Nunca me senti motivado a comentar estas suas deambulações filosóficas acerca do direito de propriedade por as sentir muito afastadas das preocupações que o mesmo tema me suscita.

Se me atrevo hoje a comentar este seu post não é por que tenha mudado de perspectiva mas porque gostaria de o convidar a debater o assunto num plano mais concreto.

Repare em Lisboa: Com milhares de prédios abandonados, a cair aos bocados, até nas avenidas mais centrais. Repare em Cascais, em Sintra, para falar apenas da região mais rica (?) do país?
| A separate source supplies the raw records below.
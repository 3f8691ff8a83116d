/// Domain-level errors raised before any collaborator is called.
#[derive(Debug, thiserror::Error)]
pub enum CoreError {
    #[error("Validation failed: {0}")]
    Validation(String),
}

impl From<validator::ValidationErrors> for CoreError {
    fn from(errors: validator::ValidationErrors) -> Self {
        CoreError::Validation(errors.to_string())
    }
}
Repare no país: nos campos abandonados entregues aos silvados.

Porque é que isto acontece?

Que direito de propriedade sustenta o absentismo e a expectância sem limites?

Que direito de propriedade justifica o crescimento das periferias e o abandono do centro obrigando à entrada de milhares de carros que se arrumam em cima de quase todos os passeios de Lisboa?

Não me alongo mais.

Fiz-me entender?

Rafael Hotz said...

Miguel, o argumento de Hoppe é apenas normativo e diz que não é possível argumentar contra ele sem cair em contradição performativa...

Não existe algo como uma regra "self-enforcing", qualquer regra no mundo físico deve ser conhecida e respeitada pelos agentes para se fazer valer...

João Marcos T. Theodoro said...

O artigo interpreta incorretamente a ética hoppeana. O seguinte texto, em português, traz a interpretação correta e refuta algumas críticas: http://criticidadevoraz.blogspot.com.br/2013/10/etica-argumentativa-autopropriedade-e.html

Anonymous said...

Ei cara, olha lá, é a sua cabeça voando quilômetros após ser decapitado pela Guilhotina de Hume...kkkkkkkkkkkkkkkkkkk

Quando você diz que um sujeito não pode ser deontologicamente (afinal estamos falando de uma proposição ética) dono de si mesmo porque há um estado que, positivamente, o força a cobrar impostos, você está derivando uma proposição normativa de uma positiva, o que fere um postulado lógico conhecido como Guilhotina de Hume, a saber, que você não pode derivar uma proposição normativa de uma proposição positiva.

Parei de ler nesse ponto, já que o Hoppe é sempre muito claro em afirmar a divisão da categorias normativas e positivas, de onde ele mesmo deriva a diferença enorme entre direitos de propriedade (apropriação original para resolução de conflitos de escassez) e autopropriedade como fenômeno.

Passar bem

Miguel Madeira said...

Mas não é Hoppe que começa logo à partida por misturar os dois planos, quando deriva a defesa normativa do direito de propriedade da observação positiva de que, alegadamente, seria necessário ser proprietário do seu corpo para poder defender uma opinião?